Filter the entries for the string "bevy". Copy each line that has it.

- Source material
======

//! Geometry utilities for navigation triangles and walkable-area meshes.
//!
//! All "horizontal" helpers work on the XZ plane (Y is up), which is the plane
//! navigation queries project onto.

use bevy::prelude::*;
use bevy::render::mesh::{Indices, PrimitiveTopology};
use bevy::render::render_asset::RenderAssetUsages;
use spade::{ConstrainedDelaunayTriangulation, Point2, Triangulation};
use std::collections::HashMap;

use crate::resources::navmesh::NavGeometry;

/// Two points closer than this (squared, XZ) are treated as the same funnel vertex.
pub const POINT_EQUAL_EPSILON_SQ: f32 = 1e-6;

/// Returns the centroid of a triangle.
pub fn triangle_centroid(a: Vec3, b: Vec3, c: Vec3) -> Vec3 {
    (a + b + c) / 3.0
}

/// 2D cross product of two vectors projected on the XZ plane.
pub fn cross_xz(u: Vec3, v: Vec3) -> f32 {
    u.x * v.z - u.z * v.x
}

/// Twice the signed area of triangle `abc` on the XZ plane.
///
/// Sign convention matches the funnel: a negative value means `c` lies on
/// the "right" of the ray `a -> b`.
pub fn triarea2(a: Vec3, b: Vec3, c: Vec3) -> f32 {
    -cross_xz(b - a, c - a)
}

/// True when two points coincide on the XZ plane.
pub fn points_equal_xz(a: Vec3, b: Vec3) -> bool {
    let d = (a - b).xz();
    d.length_squared() < POINT_EQUAL_EPSILON_SQ
}

/// Barycentric coordinates of `p` in triangle `abc`, projected on XZ.
///
/// Returns `None` for triangles that are degenerate in projection (vertical
/// walls or zero area).
pub fn barycentric_xz(p: Vec3, a: Vec3, b: Vec3, c: Vec3) -> Option<Vec3> {
    let v0 = (b - a).xz();
    let v1 = (c - a).xz();
    let v2 = (p - a).xz();

    let den = v0.x * v1.y - v1.x * v0.y;
    if den.abs() <= f32::EPSILON {
        return None;
    }

    let v = (v2.x * v1.y - v1.x * v2.y) / den;
    let w = (v0.x * v2.y - v2.x * v0.y) / den;
    Some(Vec3::new(1.0 - v - w, v, w))
}

/// Distance on the XZ plane between a point and a segment.
fn distance_to_segment_xz(p: Vec2, a: Vec2, b: Vec2) -> f32 {
    let ab = b - a;
    let len_sq = ab.length_squared();
    if len_sq <= f32::EPSILON {
        return p.distance(a);
    }
    let t = ((p - a).dot(ab) / len_sq).clamp(0.0, 1.0);
    p.distance(a + ab * t)
}

/// Horizontal distance from `p` to triangle `abc` (zero when the projection
/// of `p` lies inside the triangle).
pub fn distance_to_triangle_xz(p: Vec3, a: Vec3, b: Vec3, c: Vec3) -> Option<f32> {
    let bary = barycentric_xz(p, a, b, c)?;
    if bary.min_element() >= 0.0 {
        return Some(0.0);
    }

    let (p2, a2, b2, c2) = (p.xz(), a.xz(), b.xz(), c.xz());
    Some(
        distance_to_segment_xz(p2, a2, b2)
            .min(distance_to_segment_xz(p2, b2, c2))
            .min(distance_to_segment_xz(p2, c2, a2)),
    )
}

/// Height of the triangle's plane directly below (or above) `p`.
pub fn surface_height(p: Vec3, a: Vec3, b: Vec3, c: Vec3) -> Option<f32> {
    let bary = barycentric_xz(p, a, b, c)?;
    Some(bary.x * a.y + bary.y * b.y + bary.z * c.y)
}

/// Tests if a point is inside a polygon using ray casting.
pub fn point_in_polygon(point: Vec2, polygon: &[Vec2]) -> bool {
    if polygon.len() < 3 {
        return false;
    }

    let mut inside = false;
    let n = polygon.len();
    let mut j = n - 1;

    for i in 0..n {
        let pi = polygon[i];
        let pj = polygon[j];

        if ((pi.y > point.y) != (pj.y > point.y))
            && (point.x < (pj.x - pi.x) * (point.y - pi.y) / (pj.y - pi.y) + pi.x)
        {
            inside = !inside;
        }
        j = i;
    }

    inside
}

/// A flat walkable region described by its outline and the obstacles cut out of it.
///
/// Polygons are given on the XZ plane (`Vec2.x` = X, `Vec2.y` = Z).
#[derive(Debug, Clone)]
pub struct WalkableArea {
    pub outline: Vec<Vec2>,
    pub holes: Vec<Vec<Vec2>>,
    /// World-space Y of the surface.
    pub height: f32,
}

impl WalkableArea {
    pub fn new(outline: Vec<Vec2>, height: f32) -> Self {
        Self {
            outline,
            holes: Vec::new(),
            height,
        }
    }

    pub fn with_hole(mut self, hole: Vec<Vec2>) -> Self {
        self.holes.push(hole);
        self
    }
}

/// Axis-aligned rectangle on the XZ plane, counter-clockwise.
pub fn rect_xz(min: Vec2, max: Vec2) -> Vec<Vec2> {
    vec![
        Vec2::new(min.x, min.y),
        Vec2::new(max.x, min.y),
        Vec2::new(max.x, max.y),
        Vec2::new(min.x, max.y),
    ]
}

/// Triangulates a walkable area with a constrained Delaunay triangulation.
///
/// Outline and hole edges are inserted as constraints, then triangles whose
/// centroid falls inside a hole (or outside the outline) are discarded.
/// Triangles are wound so their normal points up (+Y).
pub fn triangulate_walkable_area(area: &WalkableArea) -> Option<NavGeometry> {
    if area.outline.len() < 3 {
        return None;
    }

    let mut cdt: ConstrainedDelaunayTriangulation<Point2<f64>> =
        ConstrainedDelaunayTriangulation::new();

    for ring in std::iter::once(&area.outline).chain(area.holes.iter()) {
        if ring.len() < 3 {
            continue;
        }
        let mut handles = Vec::with_capacity(ring.len());
        for p in ring {
            match cdt.insert(Point2::new(p.x as f64, p.y as f64)) {
                Ok(handle) => handles.push(handle),
                Err(e) => {
                    warn!("Walkable area vertex ({:.2}, {:.2}) rejected: {:?}", p.x, p.y, e);
                    return None;
                }
            }
        }
        for i in 0..handles.len() {
            let from = handles[i];
            let to = handles[(i + 1) % handles.len()];
            if from != to {
                cdt.add_constraint(from, to);
            }
        }
    }

    let positions: Vec<Vec3> = cdt
        .vertices()
        .map(|v| {
            let p = v.position();
            Vec3::new(p.x as f32, area.height, p.y as f32)
        })
        .collect();

    let vertex_lookup: HashMap<_, _> = cdt
        .vertices()
        .enumerate()
        .map(|(i, v)| (v.fix(), i))
        .collect();

    let mut indices: Vec<u32> = Vec::new();

    for face in cdt.inner_faces() {
        let verts = face.vertices();

        let Some(&i0) = vertex_lookup.get(&verts[0].fix()) else { continue };
        let Some(&i1) = vertex_lookup.get(&verts[1].fix()) else { continue };
        let Some(&i2) = vertex_lookup.get(&verts[2].fix()) else { continue };

        let centroid = triangle_centroid(positions[i0], positions[i1], positions[i2]).xz();

        let inside_outline = point_in_polygon(centroid, &area.outline);
        let inside_hole = area.holes.iter().any(|hole| point_in_polygon(centroid, hole));

        if !inside_outline || inside_hole {
            continue;
        }

        // Up-facing winding: (b - a) x (c - a) must point along +Y.
        let normal_y = (positions[i1] - positions[i0])
            .cross(positions[i2] - positions[i0])
            .y;
        if normal_y >= 0.0 {
            indices.extend_from_slice(&[i0 as u32, i1 as u32, i2 as u32]);
        } else {
            indices.extend_from_slice(&[i0 as u32, i2 as u32, i1 as u32]);
        }
    }

    if indices.is_empty() {
        return None;
    }

    Some(NavGeometry::new(positions, indices))
}

/// Builds a renderable triangle-list mesh from navigation geometry.
///
/// Normals are averaged from the faces sharing each vertex.
pub fn mesh_from_geometry(geometry: &NavGeometry) -> Mesh {
    let mut normals = vec![Vec3::ZERO; geometry.positions.len()];
    for tri in geometry.indices.chunks_exact(3) {
        let [a, b, c] = [tri[0] as usize, tri[1] as usize, tri[2] as usize];
        if a >= normals.len() || b >= normals.len() || c >= normals.len() {
            continue;
        }
        let p = &geometry.positions;
        let face = (p[b] - p[a]).cross(p[c] - p[a]);
        normals[a] += face;
        normals[b] += face;
        normals[c] += face;
    }

    let positions: Vec<[f32; 3]> = geometry.positions.iter().map(|p| p.to_array()).collect();
    let normals: Vec<[f32; 3]> = normals
        .into_iter()
        .map(|n| n.try_normalize().unwrap_or(Vec3::Y).to_array())
        .collect();

    Mesh::new(PrimitiveTopology::TriangleList, RenderAssetUsages::default())
        .with_inserted_attribute(Mesh::ATTRIBUTE_POSITION, positions)
        .with_inserted_attribute(Mesh::ATTRIBUTE_NORMAL, normals)
        .with_inserted_indices(Indices::U32(geometry.indices.clone()))
}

======

- Solution for this task
use bevy::prelude::*;
use bevy::render::mesh::{Indices, PrimitiveTopology};
use bevy::render::render_asset::RenderAssetUsages;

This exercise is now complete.